*** Opening of LISTED RECORDS ***

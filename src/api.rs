// API client module: the three commands the CLI offers (upload, identify,
// list songs). Each one builds a request, hands it to the retrying executor
// and maps the outcome's status code and body onto domain types.

use anyhow::{Context, Result};
use base64::engine::general_purpose::STANDARD;
use base64::Engine;
use serde::{Deserialize, Serialize};
use serde_json::Value;
use std::fs;
use std::io::ErrorKind;
use std::path::Path;

use crate::config::TunefinderConfig;
use crate::error::ApiError;
use crate::retry::{Executor, Outcome, Request, RetryPolicy};
use crate::transport::{HttpTransport, Transport};

/// Trim length used when the user just presses Enter.
pub const DEFAULT_TRIM_SECS: u32 = 10;
/// Shortest clip the recognition service is given.
pub const MIN_TRIM_SECS: u32 = 5;
/// Scores below this are reported as low confidence.
pub const LOW_CONFIDENCE_THRESHOLD: f64 = 0.85;

/// Client for the tunefinder API gateway.
pub struct ApiClient<T = HttpTransport> {
    executor: Executor<T>,
    base_url: String,
}

/// Body of `POST /upload`.
#[derive(Serialize, Deserialize, Debug)]
pub struct UploadRequest {
    pub audio: String,
}

/// Body returned by a successful upload. The job id is an integer today,
/// kept as a `Value` so a string id would decode too.
#[derive(Serialize, Deserialize, Debug)]
pub struct UploadResponse {
    #[serde(default)]
    pub message: Option<String>,
    pub jobid: Value,
}

/// Body of `POST /identify`.
#[derive(Serialize, Deserialize, Debug, PartialEq)]
pub struct IdentifyRequest {
    pub jobid: String,
    pub trim_length: u32,
}

/// Song matched by the recognition service.
#[derive(Serialize, Deserialize, Debug, Clone, PartialEq)]
pub struct Identification {
    pub song: String,
    pub artist: String,
    pub album: String,
    pub release_date: String,
    #[serde(default)]
    pub score: Value,
}

impl Identification {
    /// Score as a number; the backend may send it as a number or a string.
    pub fn score(&self) -> Option<f64> {
        match &self.score {
            Value::Number(n) => n.as_f64(),
            Value::String(s) => s.trim().parse().ok(),
            _ => None,
        }
    }

    /// Score for display, two decimals, or `unknown`.
    pub fn score_label(&self) -> String {
        self.score()
            .map(|s| format!("{s:.2}"))
            .unwrap_or_else(|| "unknown".to_string())
    }

    /// A missing or unreadable score counts as low confidence.
    pub fn is_low_confidence(&self) -> bool {
        self.score().map_or(true, |s| s < LOW_CONFIDENCE_THRESHOLD)
    }
}

/// One previously identified song, decoded from a
/// `[title, score, artist, album, release_date]` row.
#[derive(Debug, Clone, PartialEq)]
pub struct Song {
    pub title: String,
    pub score: String,
    pub artist: String,
    pub album: String,
    pub release_date: String,
}

impl Song {
    pub fn from_row(row: &[Value]) -> Result<Self, ApiError> {
        if row.len() < 5 {
            return Err(ApiError::Decode(format!(
                "song row has {} columns, expected 5",
                row.len()
            )));
        }
        Ok(Song {
            title: cell_text(&row[0]),
            score: cell_text(&row[1]),
            artist: cell_text(&row[2]),
            album: cell_text(&row[3]),
            release_date: cell_text(&row[4]),
        })
    }
}

fn cell_text(v: &Value) -> String {
    match v {
        Value::String(s) => s.clone(),
        Value::Null => String::new(),
        other => other.to_string(),
    }
}

/// Trim length chosen by the user, after defaults and clamping.
#[derive(Debug, Clone, Copy, PartialEq, Eq)]
pub struct TrimLength {
    pub seconds: u32,
    /// True when the requested value was below [`MIN_TRIM_SECS`].
    pub raised_to_minimum: bool,
}

/// Parse the trim-length prompt: empty means the default, short values are
/// raised to the minimum, anything non-numeric is rejected.
pub fn parse_trim_length(input: &str) -> Result<TrimLength, ApiError> {
    let input = input.trim();
    if input.is_empty() {
        return Ok(TrimLength {
            seconds: DEFAULT_TRIM_SECS,
            raised_to_minimum: false,
        });
    }
    let requested: i64 = input
        .parse()
        .map_err(|_| ApiError::InvalidInput(format!("trim length '{input}' is not a number")))?;
    if requested < i64::from(MIN_TRIM_SECS) {
        return Ok(TrimLength {
            seconds: MIN_TRIM_SECS,
            raised_to_minimum: true,
        });
    }
    let seconds = u32::try_from(requested)
        .map_err(|_| ApiError::InvalidInput(format!("trim length '{input}' is too large")))?;
    Ok(TrimLength {
        seconds,
        raised_to_minimum: false,
    })
}

/// Map a non-200 outcome onto the error the user should see.
fn reject(outcome: &Outcome) -> ApiError {
    if outcome.is_accepted() {
        let message = match outcome.json::<Value>() {
            Ok(Value::Object(map)) => match map.get("error") {
                Some(Value::String(s)) => s.clone(),
                Some(other) => other.to_string(),
                None => Value::Object(map).to_string(),
            },
            Ok(other) => other.to_string(),
            Err(_) => outcome.text(),
        };
        ApiError::Application {
            status: outcome.status_code,
            message,
        }
    } else {
        ApiError::UnexpectedStatus {
            status: outcome.status_code,
            body: outcome.text(),
        }
    }
}

impl ApiClient<HttpTransport> {
    /// Build a client talking HTTP to the configured gateway.
    pub fn from_config(cfg: &TunefinderConfig) -> Result<Self> {
        let transport =
            HttpTransport::new(cfg.request_timeout()).context("Failed to build HTTP client")?;
        let policy = RetryPolicy {
            backoff_unit: cfg.backoff_unit(),
            ..RetryPolicy::default()
        };
        Ok(Self::new(
            Executor::new(transport).with_policy(policy),
            cfg.base_url(),
        ))
    }
}

impl<T: Transport> ApiClient<T> {
    pub fn new(executor: Executor<T>, base_url: impl Into<String>) -> Self {
        let base_url = base_url.into().trim_end_matches('/').to_string();
        ApiClient { executor, base_url }
    }

    pub fn base_url(&self) -> &str {
        &self.base_url
    }

    /// Upload an audio file as base64 and return the job id the backend
    /// assigned to it.
    pub fn upload(&self, file_path: &Path) -> Result<String, ApiError> {
        let bytes = fs::read(file_path).map_err(|e| match e.kind() {
            ErrorKind::NotFound => ApiError::MissingFile(file_path.display().to_string()),
            _ => ApiError::ReadFile {
                path: file_path.display().to_string(),
                source: e,
            },
        })?;
        let payload = UploadRequest {
            audio: STANDARD.encode(&bytes),
        };
        tracing::info!(
            file = %file_path.display(),
            bytes = bytes.len(),
            "uploading audio"
        );

        let url = format!("{}/upload", self.base_url);
        let body = serde_json::to_value(&payload).map_err(|e| ApiError::Decode(e.to_string()))?;
        let req = Request::post(url, body).with_header("Content-Type", "application/json");
        let outcome = self.executor.execute(&req)?;
        if !outcome.is_success() {
            return Err(reject(&outcome));
        }

        let resp: UploadResponse = outcome
            .json()
            .map_err(|e| ApiError::Decode(format!("upload response: {e}")))?;
        match resp.jobid {
            Value::String(s) if !s.is_empty() => Ok(s),
            Value::Number(n) => Ok(n.to_string()),
            other => Err(ApiError::Decode(format!("upload response has no job id: {other}"))),
        }
    }

    /// Ask the backend to trim the uploaded clip and identify it.
    pub fn identify(&self, jobid: &str, trim: TrimLength) -> Result<Identification, ApiError> {
        let jobid = jobid.trim();
        if jobid.is_empty() {
            return Err(ApiError::InvalidInput("job id must not be empty".into()));
        }
        let payload = IdentifyRequest {
            jobid: jobid.to_string(),
            trim_length: trim.seconds,
        };

        let url = format!("{}/identify", self.base_url);
        let body = serde_json::to_value(&payload).map_err(|e| ApiError::Decode(e.to_string()))?;
        let req = Request::post(url, body).with_header("Content-Type", "application/json");
        let outcome = self.executor.execute(&req)?;
        if !outcome.is_success() {
            return Err(reject(&outcome));
        }

        let value: Value = outcome
            .json()
            .map_err(|e| ApiError::Decode(format!("identify response: {e}")))?;
        // A 200 with an `error` field means the service found no match.
        if let Some(err) = value.get("error") {
            return Err(ApiError::Application {
                status: outcome.status_code,
                message: cell_text(err),
            });
        }
        serde_json::from_value(value).map_err(|e| ApiError::Decode(format!("identify response: {e}")))
    }

    /// List every song identified so far.
    pub fn songs(&self) -> Result<Vec<Song>, ApiError> {
        let url = format!("{}/songs", self.base_url);
        let outcome = self.executor.execute(&Request::get(url))?;
        if !outcome.is_success() {
            return Err(reject(&outcome));
        }

        let rows: Vec<Vec<Value>> = outcome
            .json()
            .map_err(|e| ApiError::Decode(format!("songs response: {e}")))?;
        rows.iter().map(|row| Song::from_row(row)).collect()
    }
}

*** Close of LISTED RECORDS ***

▶ [EXERCISE GOAL]:
Every line of the listing that holds "means" should be found and copied.

▶ [RESPONSE TO THE TASK]:
/// Parse the trim-length prompt: empty means the default, short values are
        // A 200 with an `error` field means the service found no match.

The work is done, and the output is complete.